§ **TASK PROMPT**: In the records below, find the line that contains "no new branch is" and the line that contains "pub fn layout_of(&self, row: usize)", then retype exactly those two lines and every line between them.
----- SUPPLIED ENTRIES
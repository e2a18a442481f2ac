//! Lane assignment for the commit graph
//!
//! This module assigns every vertex a track (`x`) and a coloured [`Branch`], and draws the
//! line segments that connect consecutive vertices of each branch.
//!
//! ## Algorithm Overview
//!
//! Rows are scanned top-down (newest first). Whenever a vertex is not yet on a branch, or
//! still has a parent edge that has not been drawn, a path is traced from it:
//!
//! ### Normal branch
//!
//! A colour is allocated with [`LaneAssigner::get_available_colour`] and a new branch is
//! started at the vertex. The path walks down row by row, claiming the next free track of
//! every row it crosses, until it reaches the parent. The parent joins the branch and the
//! walk continues with the parent's own first unprocessed parent, so a first-parent chain
//! stays on one branch and one colour. The walk stops when there is no further parent or
//! when it lands on a vertex that already belongs to another branch.
//!
//! ### Merge continuation
//!
//! When a merge vertex and its next parent are both already placed, no new branch is
//! needed: the path is drawn on the parent's branch and stops as soon as it meets a track
//! that already leads to the parent. A parent sorted above the merge is skipped.
//!
//! ### Colour reuse
//!
//! `available_colours[c]` holds the end row of the branch that last used colour `c`. A
//! branch starting at row `s` takes the lowest colour with `s > available_colours[c]`, or
//! a new colour when none qualifies.
//!
//! ## Determinism
//!
//! Only vectors are iterated, so identical input rows always produce identical tracks,
//! colours and lines.
//!
//! ## Debug Logging
//!
//! Build with `--features debug_layout` to trace every traced path and claimed track.

use crate::artifacts::graph::branch::Branch;
use crate::artifacts::graph::builder::CommitGraph;
use crate::artifacts::graph::vertex::{Point, Vertex, VertexRef};
use crate::errors::GraphError;
use serde::Serialize;
use tracing::error;

/// Trace logging that is compiled in only with the `debug_layout` feature flag
///
/// # Usage
/// ```rust,ignore
/// debug_log!("Tracing path from row {}", row);
/// ```
macro_rules! debug_log {
    ($($arg:tt)*) => {
        #[cfg(feature = "debug_layout")]
        {
            tracing::trace!($($arg)*);
        }
    };
}

/// Placement of one commit
#[derive(Debug, Clone, Copy, PartialEq, Eq, Serialize)]
pub struct CommitLayout {
    pub x: usize,
    #[serde(rename = "colorIndex")]
    pub colour: usize,
    #[serde(rename = "branchRef")]
    pub branch: usize,
}

/// Result of a lane assignment run
#[derive(Debug, Clone)]
pub struct GraphLayout {
    graph: CommitGraph,
    branches: Vec<Branch>,
}

impl GraphLayout {
    pub fn graph(&self) -> &CommitGraph {
        &self.graph
    }

    pub fn branches(&self) -> &[Branch] {
        &self.branches
    }

    pub fn layout_of(&self, row: usize) -> Option<CommitLayout> {
        let vertex = self.graph.vertices().get(row)?;
        let branch = vertex.branch()?;

        Some(CommitLayout {
            x: vertex.x(),
            colour: self.branches[branch].colour(),
            branch,
        })
    }

    /// Placement of every row, top to bottom
    pub fn commit_layouts(&self) -> Vec<CommitLayout> {
        (0..self.graph.len())
            .filter_map(|row| self.layout_of(row))
            .collect()
    }

    /// Number of tracks in use on each row
    pub fn widths_at_rows(&self) -> Vec<usize> {
        self.graph
            .vertices()
            .iter()
            .map(|vertex| vertex.track_count().max(vertex.x() + 1))
            .collect()
    }
}

/// Assigns tracks and branches to the vertices of one graph
///
/// All state lives in the assigner and is dropped with it, so running several layouts
/// side by side needs no synchronization.
#[derive(Debug)]
pub struct LaneAssigner {
    graph: CommitGraph,
    branches: Vec<Branch>,
    available_colours: Vec<usize>,
}

impl LaneAssigner {
    pub fn new(graph: CommitGraph) -> Self {
        LaneAssigner {
            graph,
            branches: Vec::new(),
            available_colours: Vec::new(),
        }
    }

    /// Lay out the whole graph
    ///
    /// # Returns
    ///
    /// The layout, or `LayoutInvariantViolation` if a vertex ended up without a branch
    pub fn run(mut self) -> Result<GraphLayout, GraphError> {
        let mut row = 0;
        while row < self.graph.len() {
            let vertex = self.graph.vertex(row);
            if vertex.has_unprocessed_parent() || !vertex.is_bound() {
                self.determine_path(row);
            } else {
                row += 1;
            }
        }

        self.bind_leftovers();

        if let Some(row) = self.graph.vertices().iter().position(|v| !v.is_bound()) {
            error!("Vertex at row {} left without a branch after layout", row);
            return Err(GraphError::LayoutInvariantViolation { row });
        }

        Ok(GraphLayout {
            graph: self.graph,
            branches: self.branches,
        })
    }

    /// First colour whose previous branch ended strictly before `start_at`
    fn get_available_colour(&mut self, start_at: usize) -> usize {
        if let Some(colour) = self
            .available_colours
            .iter()
            .position(|&end| start_at > end)
        {
            return colour;
        }

        self.available_colours.push(0);
        self.available_colours.len() - 1
    }

    fn vertex(&self, row: usize) -> &Vertex {
        self.graph.vertex(row)
    }

    fn vertex_mut(&mut self, row: usize) -> &mut Vertex {
        self.graph.vertex_mut(row)
    }

    fn determine_path(&mut self, start_at: usize) {
        let vertex = self.vertex(start_at);
        let parent = vertex.next_parent();
        let last_point = if vertex.is_bound() {
            vertex.point()
        } else {
            vertex.next_point()
        };

        if let Some(VertexRef::Row(parent_row)) = parent
            && vertex.is_merge()
            && vertex.is_bound()
            && let Some(parent_branch) = self.vertex(parent_row).branch()
        {
            self.continue_merge(start_at, parent_row, parent_branch, last_point);
        } else {
            self.trace_branch(start_at, parent, last_point);
        }
    }

    /// Draw a merge edge on the branch the parent already belongs to
    fn continue_merge(
        &mut self,
        start_at: usize,
        parent_row: usize,
        parent_branch: usize,
        mut last_point: Point,
    ) {
        debug_log!(
            "Merge continuation from row {} to parent row {} on branch {}",
            start_at,
            parent_row,
            parent_branch
        );

        // A parent sorted above its child (clock skew) is never met below it, so the edge
        // is dropped without drawing on a branch that already ended.
        if parent_row < start_at {
            self.vertex_mut(start_at).register_parent_processed();
            return;
        }

        let target = VertexRef::Row(parent_row);
        let is_committed = self.vertex(start_at).is_committed();

        for row in start_at + 1..self.graph.len() {
            let connecting = self.vertex(row).point_connecting_to(target, parent_branch);
            let found = connecting.is_some();
            let cur_point = connecting.unwrap_or_else(|| self.vertex(row).next_point());
            let locked_first = if found || row == parent_row {
                true
            } else {
                last_point.x < cur_point.x
            };

            self.branches[parent_branch].add_line(last_point, cur_point, is_committed, locked_first);
            self.vertex_mut(row)
                .register_unavailable_point(cur_point.x, target, parent_branch);
            last_point = cur_point;

            if found {
                break;
            }
        }

        self.vertex_mut(start_at).register_parent_processed();
    }

    /// Start a new branch at `start_at` and follow the first-parent chain down
    fn trace_branch(&mut self, start_at: usize, mut parent: Option<VertexRef>, last_point: Point) {
        let colour = self.get_available_colour(start_at);
        let branch = self.branches.len();
        self.branches.push(Branch::new(colour, start_at));

        debug_log!(
            "Branch {} (colour {}) starts at row {} with parent {:?}",
            branch,
            colour,
            start_at,
            parent
        );

        let mut vertex = start_at;
        self.vertex_mut(vertex).add_to_branch(branch, last_point.x);
        self.vertex_mut(vertex)
            .register_unavailable_point(last_point.x, VertexRef::Row(vertex), branch);

        let end = if parent.is_none() {
            start_at + 1
        } else {
            let mut last_point = last_point;
            let mut row = start_at + 1;

            while row < self.graph.len() {
                let Some(target) = parent else {
                    break;
                };
                let reached = target == VertexRef::Row(row);
                let cur_point = if reached && self.vertex(row).is_bound() {
                    self.vertex(row).point()
                } else {
                    self.vertex(row).next_point()
                };
                let is_committed = self.vertex(vertex).is_committed();

                self.branches[branch].add_line(
                    last_point,
                    cur_point,
                    is_committed,
                    last_point.x < cur_point.x,
                );
                self.vertex_mut(row)
                    .register_unavailable_point(cur_point.x, target, branch);
                debug_log!("  row {} claims track {}", row, cur_point.x);
                last_point = cur_point;

                if reached {
                    self.vertex_mut(vertex).register_parent_processed();
                    let was_bound = self.vertex(row).is_bound();
                    self.vertex_mut(row).add_to_branch(branch, cur_point.x);
                    vertex = row;
                    parent = self.vertex(vertex).next_parent();

                    if parent.is_none() || was_bound {
                        break;
                    }
                }

                row += 1;
            }

            if row == self.graph.len() {
                // Ran off the bottom: the parent is outside the window or above its child.
                self.vertex_mut(vertex).register_parent_processed();
            }

            row
        };

        self.branches[branch].set_end(end);
        self.available_colours[colour] = end;
    }

    /// Give every vertex the scan left unbound its own single-point branch
    fn bind_leftovers(&mut self) {
        for row in 0..self.graph.len() {
            if self.vertex(row).is_bound() {
                continue;
            }

            let colour = self.get_available_colour(row);
            let branch = self.branches.len();
            let mut singleton = Branch::new(colour, row);
            singleton.set_end(row + 1);
            self.branches.push(singleton);

            let x = self.vertex(row).next_point().x;
            self.vertex_mut(row).add_to_branch(branch, x);
            self.vertex_mut(row)
                .register_unavailable_point(x, VertexRef::Row(row), branch);
            self.available_colours[colour] = row + 1;
        }
    }
}

/// Lay out a freshly built graph
pub fn layout(graph: CommitGraph) -> Result<GraphLayout, GraphError> {
    LaneAssigner::new(graph).run()
}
----------
§ **PROBLEM SOLUTION**:
//! When a merge vertex and its next parent are both already placed, no new branch is
//! needed: the path is drawn on the parent's branch and stops as soon as it meets a track
//! that already leads to the parent. A parent sorted above the merge is skipped.
//!
//! ### Colour reuse
//!
//! `available_colours[c]` holds the end row of the branch that last used colour `c`. A
//! branch starting at row `s` takes the lowest colour with `s > available_colours[c]`, or
//! a new colour when none qualifies.
//!
//! ## Determinism
//!
//! Only vectors are iterated, so identical input rows always produce identical tracks,
//! colours and lines.
//!
//! ## Debug Logging
//!
//! Build with `--features debug_layout` to trace every traced path and claimed track.

use crate::artifacts::graph::branch::Branch;
use crate::artifacts::graph::builder::CommitGraph;
use crate::artifacts::graph::vertex::{Point, Vertex, VertexRef};
use crate::errors::GraphError;
use serde::Serialize;
use tracing::error;

/// Trace logging that is compiled in only with the `debug_layout` feature flag
///
/// # Usage
/// ```rust,ignore
/// debug_log!("Tracing path from row {}", row);
/// ```
macro_rules! debug_log {
    ($($arg:tt)*) => {
        #[cfg(feature = "debug_layout")]
        {
            tracing::trace!($($arg)*);
        }
    };
}

/// Placement of one commit
#[derive(Debug, Clone, Copy, PartialEq, Eq, Serialize)]
pub struct CommitLayout {
    pub x: usize,
    #[serde(rename = "colorIndex")]
    pub colour: usize,
    #[serde(rename = "branchRef")]
    pub branch: usize,
}

/// Result of a lane assignment run
#[derive(Debug, Clone)]
pub struct GraphLayout {
    graph: CommitGraph,
    branches: Vec<Branch>,
}

impl GraphLayout {
    pub fn graph(&self) -> &CommitGraph {
        &self.graph
    }

    pub fn branches(&self) -> &[Branch] {
        &self.branches
    }

    pub fn layout_of(&self, row: usize) -> Option<CommitLayout> {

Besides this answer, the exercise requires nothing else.